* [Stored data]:
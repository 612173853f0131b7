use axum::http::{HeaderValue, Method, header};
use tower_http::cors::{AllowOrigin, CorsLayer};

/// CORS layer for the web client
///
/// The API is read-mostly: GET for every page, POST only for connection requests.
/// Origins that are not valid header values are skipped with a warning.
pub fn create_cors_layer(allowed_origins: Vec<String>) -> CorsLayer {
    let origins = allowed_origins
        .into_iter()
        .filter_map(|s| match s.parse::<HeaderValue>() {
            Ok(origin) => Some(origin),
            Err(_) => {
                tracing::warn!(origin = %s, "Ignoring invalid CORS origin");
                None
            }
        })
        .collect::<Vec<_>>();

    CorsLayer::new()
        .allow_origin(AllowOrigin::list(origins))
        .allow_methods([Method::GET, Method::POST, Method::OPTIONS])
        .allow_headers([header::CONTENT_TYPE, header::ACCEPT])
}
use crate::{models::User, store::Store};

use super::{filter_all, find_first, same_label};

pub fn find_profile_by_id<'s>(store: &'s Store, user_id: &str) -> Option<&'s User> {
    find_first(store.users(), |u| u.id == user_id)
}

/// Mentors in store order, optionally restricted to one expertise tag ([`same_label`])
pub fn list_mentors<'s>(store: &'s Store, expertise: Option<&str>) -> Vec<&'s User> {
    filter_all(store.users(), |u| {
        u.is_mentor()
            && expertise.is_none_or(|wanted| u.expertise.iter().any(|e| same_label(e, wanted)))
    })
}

==

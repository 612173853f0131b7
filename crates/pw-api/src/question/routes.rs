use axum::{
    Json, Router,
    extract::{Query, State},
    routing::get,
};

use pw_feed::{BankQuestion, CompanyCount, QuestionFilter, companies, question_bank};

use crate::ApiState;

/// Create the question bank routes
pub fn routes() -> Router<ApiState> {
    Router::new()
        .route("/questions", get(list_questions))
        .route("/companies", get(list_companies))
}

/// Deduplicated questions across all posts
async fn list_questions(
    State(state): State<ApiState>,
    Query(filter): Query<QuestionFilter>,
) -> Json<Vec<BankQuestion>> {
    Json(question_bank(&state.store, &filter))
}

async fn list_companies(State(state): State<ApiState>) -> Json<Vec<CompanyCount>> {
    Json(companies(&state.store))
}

* [Brief]:
Reply with one number only: the count of lines in the entries that contain "expertise".

* [Solution for this exercise]:
3